- Opening Delimiter -

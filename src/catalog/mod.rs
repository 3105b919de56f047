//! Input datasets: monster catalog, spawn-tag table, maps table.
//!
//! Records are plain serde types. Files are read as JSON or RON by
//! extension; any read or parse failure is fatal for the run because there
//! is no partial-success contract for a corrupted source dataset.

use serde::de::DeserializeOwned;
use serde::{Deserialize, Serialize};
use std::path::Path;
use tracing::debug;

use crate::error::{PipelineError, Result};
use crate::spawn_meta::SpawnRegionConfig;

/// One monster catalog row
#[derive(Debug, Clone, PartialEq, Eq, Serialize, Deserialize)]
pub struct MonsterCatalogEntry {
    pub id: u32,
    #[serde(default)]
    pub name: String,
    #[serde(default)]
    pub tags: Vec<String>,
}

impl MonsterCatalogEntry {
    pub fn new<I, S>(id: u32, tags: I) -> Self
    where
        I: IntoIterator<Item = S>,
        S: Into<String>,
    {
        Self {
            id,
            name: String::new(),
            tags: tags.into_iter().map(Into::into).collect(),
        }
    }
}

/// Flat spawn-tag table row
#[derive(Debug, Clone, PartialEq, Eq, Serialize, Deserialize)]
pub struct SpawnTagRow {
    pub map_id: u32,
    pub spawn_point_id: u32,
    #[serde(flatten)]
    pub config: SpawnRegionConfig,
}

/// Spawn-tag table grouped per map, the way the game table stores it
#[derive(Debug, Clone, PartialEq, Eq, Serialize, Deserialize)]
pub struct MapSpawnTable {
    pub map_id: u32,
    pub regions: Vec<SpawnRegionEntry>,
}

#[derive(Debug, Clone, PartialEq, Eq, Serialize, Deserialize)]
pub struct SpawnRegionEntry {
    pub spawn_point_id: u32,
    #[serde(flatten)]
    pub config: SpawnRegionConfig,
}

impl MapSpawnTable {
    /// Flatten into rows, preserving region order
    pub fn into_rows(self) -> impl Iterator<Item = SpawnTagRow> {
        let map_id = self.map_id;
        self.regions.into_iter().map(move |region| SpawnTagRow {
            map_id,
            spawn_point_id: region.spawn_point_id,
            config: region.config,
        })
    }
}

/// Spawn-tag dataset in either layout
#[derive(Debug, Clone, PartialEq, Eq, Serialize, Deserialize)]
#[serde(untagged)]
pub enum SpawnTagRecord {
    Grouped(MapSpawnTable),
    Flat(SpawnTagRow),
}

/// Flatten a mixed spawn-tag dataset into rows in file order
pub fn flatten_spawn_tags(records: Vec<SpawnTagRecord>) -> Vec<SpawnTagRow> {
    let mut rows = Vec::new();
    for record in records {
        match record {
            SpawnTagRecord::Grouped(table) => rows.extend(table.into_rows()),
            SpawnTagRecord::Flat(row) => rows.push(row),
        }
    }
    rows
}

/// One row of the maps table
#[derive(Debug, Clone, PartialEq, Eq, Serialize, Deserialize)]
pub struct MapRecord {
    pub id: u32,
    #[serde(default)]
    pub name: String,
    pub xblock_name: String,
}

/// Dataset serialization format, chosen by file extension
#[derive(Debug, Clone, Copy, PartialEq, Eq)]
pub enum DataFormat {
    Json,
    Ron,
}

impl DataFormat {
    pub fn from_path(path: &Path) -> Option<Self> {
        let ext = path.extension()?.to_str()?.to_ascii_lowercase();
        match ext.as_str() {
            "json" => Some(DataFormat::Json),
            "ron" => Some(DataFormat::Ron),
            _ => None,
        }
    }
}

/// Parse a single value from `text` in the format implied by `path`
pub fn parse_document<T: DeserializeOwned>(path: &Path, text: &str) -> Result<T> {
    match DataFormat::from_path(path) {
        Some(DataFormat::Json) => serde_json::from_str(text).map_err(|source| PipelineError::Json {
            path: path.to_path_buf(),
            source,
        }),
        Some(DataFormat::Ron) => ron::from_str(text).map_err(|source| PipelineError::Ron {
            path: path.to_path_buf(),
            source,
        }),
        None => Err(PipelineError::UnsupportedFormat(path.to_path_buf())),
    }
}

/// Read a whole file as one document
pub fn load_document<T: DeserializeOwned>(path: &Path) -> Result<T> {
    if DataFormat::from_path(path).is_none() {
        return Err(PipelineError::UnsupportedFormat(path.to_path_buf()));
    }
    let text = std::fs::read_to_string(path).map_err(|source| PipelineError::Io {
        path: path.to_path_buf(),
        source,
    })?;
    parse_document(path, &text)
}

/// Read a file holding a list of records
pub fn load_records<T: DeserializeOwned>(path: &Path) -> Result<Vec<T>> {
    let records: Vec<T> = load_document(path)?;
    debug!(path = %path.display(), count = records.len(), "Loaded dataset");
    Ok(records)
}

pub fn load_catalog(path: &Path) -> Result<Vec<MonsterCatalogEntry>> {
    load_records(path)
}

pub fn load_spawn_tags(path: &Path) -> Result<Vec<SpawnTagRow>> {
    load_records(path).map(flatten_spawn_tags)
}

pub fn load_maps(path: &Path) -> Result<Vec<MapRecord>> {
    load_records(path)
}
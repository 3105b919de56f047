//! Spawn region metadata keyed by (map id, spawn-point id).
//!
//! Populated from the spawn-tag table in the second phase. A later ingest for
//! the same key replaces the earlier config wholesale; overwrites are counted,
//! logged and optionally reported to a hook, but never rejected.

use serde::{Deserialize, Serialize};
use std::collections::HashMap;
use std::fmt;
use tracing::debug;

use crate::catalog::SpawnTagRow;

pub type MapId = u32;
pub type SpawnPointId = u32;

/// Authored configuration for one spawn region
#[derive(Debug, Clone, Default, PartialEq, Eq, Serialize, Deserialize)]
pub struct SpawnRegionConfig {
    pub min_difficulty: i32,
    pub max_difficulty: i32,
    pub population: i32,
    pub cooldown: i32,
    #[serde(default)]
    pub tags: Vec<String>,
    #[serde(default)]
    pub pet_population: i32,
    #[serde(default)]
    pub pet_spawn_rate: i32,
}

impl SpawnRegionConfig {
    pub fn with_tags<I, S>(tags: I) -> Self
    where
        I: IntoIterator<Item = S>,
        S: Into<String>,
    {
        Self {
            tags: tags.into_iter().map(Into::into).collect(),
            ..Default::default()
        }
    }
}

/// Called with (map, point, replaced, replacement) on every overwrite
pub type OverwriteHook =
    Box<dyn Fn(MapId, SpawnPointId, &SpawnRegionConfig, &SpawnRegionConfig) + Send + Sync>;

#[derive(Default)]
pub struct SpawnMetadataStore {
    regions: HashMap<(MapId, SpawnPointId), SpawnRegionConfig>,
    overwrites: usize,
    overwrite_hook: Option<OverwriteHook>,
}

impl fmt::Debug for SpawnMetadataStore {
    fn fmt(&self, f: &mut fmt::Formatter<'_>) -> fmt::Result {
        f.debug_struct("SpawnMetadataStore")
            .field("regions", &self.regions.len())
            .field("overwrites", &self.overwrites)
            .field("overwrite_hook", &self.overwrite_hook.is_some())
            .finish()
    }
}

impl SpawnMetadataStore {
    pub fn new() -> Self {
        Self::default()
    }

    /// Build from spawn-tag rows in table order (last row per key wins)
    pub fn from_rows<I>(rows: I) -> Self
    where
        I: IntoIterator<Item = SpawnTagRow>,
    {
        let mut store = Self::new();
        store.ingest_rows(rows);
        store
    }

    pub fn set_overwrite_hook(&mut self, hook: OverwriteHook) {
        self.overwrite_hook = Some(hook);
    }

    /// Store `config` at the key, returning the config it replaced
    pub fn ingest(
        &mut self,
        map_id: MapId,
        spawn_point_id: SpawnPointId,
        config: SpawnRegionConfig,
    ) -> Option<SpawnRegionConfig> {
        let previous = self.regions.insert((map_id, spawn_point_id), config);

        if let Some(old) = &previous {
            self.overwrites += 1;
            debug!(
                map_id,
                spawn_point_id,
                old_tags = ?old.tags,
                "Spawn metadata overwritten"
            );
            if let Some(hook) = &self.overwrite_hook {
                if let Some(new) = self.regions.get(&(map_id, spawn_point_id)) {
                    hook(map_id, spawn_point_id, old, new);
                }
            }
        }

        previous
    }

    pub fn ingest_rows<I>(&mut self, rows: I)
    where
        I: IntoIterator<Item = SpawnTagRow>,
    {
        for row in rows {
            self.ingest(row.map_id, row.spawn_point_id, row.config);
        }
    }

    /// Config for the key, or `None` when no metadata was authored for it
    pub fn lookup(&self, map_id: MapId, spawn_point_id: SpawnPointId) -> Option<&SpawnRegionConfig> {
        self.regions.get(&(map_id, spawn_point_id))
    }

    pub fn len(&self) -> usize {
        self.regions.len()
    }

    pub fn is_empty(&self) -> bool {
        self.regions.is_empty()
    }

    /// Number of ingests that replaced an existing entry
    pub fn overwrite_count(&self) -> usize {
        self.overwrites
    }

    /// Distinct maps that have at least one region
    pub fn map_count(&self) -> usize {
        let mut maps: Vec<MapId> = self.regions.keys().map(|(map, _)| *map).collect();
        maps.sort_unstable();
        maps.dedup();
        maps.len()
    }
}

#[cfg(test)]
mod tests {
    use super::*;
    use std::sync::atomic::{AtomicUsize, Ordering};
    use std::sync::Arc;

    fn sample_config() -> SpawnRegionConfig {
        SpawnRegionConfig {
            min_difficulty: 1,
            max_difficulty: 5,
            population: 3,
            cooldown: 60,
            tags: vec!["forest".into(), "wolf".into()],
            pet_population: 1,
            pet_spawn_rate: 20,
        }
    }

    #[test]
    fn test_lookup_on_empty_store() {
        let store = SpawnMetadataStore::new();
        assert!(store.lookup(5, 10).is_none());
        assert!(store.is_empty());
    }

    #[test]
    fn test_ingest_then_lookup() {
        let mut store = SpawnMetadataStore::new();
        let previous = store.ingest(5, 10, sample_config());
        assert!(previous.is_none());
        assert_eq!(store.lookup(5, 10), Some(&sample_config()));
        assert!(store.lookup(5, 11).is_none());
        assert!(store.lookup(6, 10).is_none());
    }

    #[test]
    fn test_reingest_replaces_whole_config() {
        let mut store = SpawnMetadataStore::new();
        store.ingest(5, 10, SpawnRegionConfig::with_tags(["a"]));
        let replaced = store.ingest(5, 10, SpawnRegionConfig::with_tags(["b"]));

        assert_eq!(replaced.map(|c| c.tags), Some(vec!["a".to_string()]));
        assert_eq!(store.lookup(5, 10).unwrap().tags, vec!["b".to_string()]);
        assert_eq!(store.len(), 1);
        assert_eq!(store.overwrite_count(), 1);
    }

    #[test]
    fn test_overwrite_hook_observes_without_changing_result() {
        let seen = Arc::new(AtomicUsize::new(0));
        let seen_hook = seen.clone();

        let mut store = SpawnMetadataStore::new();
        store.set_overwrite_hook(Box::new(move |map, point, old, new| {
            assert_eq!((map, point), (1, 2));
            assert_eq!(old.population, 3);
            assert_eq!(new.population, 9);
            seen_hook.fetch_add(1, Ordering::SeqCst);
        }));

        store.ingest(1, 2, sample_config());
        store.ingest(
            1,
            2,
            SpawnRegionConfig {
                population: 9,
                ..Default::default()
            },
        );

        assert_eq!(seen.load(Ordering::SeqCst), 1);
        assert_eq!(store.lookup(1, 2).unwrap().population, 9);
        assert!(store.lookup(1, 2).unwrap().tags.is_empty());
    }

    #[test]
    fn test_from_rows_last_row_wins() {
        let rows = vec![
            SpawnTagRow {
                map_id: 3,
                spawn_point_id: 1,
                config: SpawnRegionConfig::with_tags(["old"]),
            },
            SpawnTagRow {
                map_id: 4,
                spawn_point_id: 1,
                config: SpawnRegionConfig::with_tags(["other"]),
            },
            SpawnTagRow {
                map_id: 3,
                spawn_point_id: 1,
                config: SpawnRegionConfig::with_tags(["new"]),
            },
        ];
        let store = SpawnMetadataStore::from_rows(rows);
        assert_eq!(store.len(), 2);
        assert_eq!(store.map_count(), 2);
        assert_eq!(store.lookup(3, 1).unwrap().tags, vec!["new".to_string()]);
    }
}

- Closing Delimiter -

Out of the listing above, reproduce exactly the lines from the one with "pub struct MapRecord" up to and including the one with "as one document".

pub struct MapRecord {
    pub id: u32,
    #[serde(default)]
    pub name: String,
    pub xblock_name: String,
}

/// Dataset serialization format, chosen by file extension
#[derive(Debug, Clone, Copy, PartialEq, Eq)]
pub enum DataFormat {
    Json,
    Ron,
}

impl DataFormat {
    pub fn from_path(path: &Path) -> Option<Self> {
        let ext = path.extension()?.to_str()?.to_ascii_lowercase();
        match ext.as_str() {
            "json" => Some(DataFormat::Json),
            "ron" => Some(DataFormat::Ron),
            _ => None,
        }
    }
}

/// Parse a single value from `text` in the format implied by `path`
pub fn parse_document<T: DeserializeOwned>(path: &Path, text: &str) -> Result<T> {
    match DataFormat::from_path(path) {
        Some(DataFormat::Json) => serde_json::from_str(text).map_err(|source| PipelineError::Json {
            path: path.to_path_buf(),
            source,
        }),
        Some(DataFormat::Ron) => ron::from_str(text).map_err(|source| PipelineError::Ron {
            path: path.to_path_buf(),
            source,
        }),
        None => Err(PipelineError::UnsupportedFormat(path.to_path_buf())),
    }
}

/// Read a whole file as one document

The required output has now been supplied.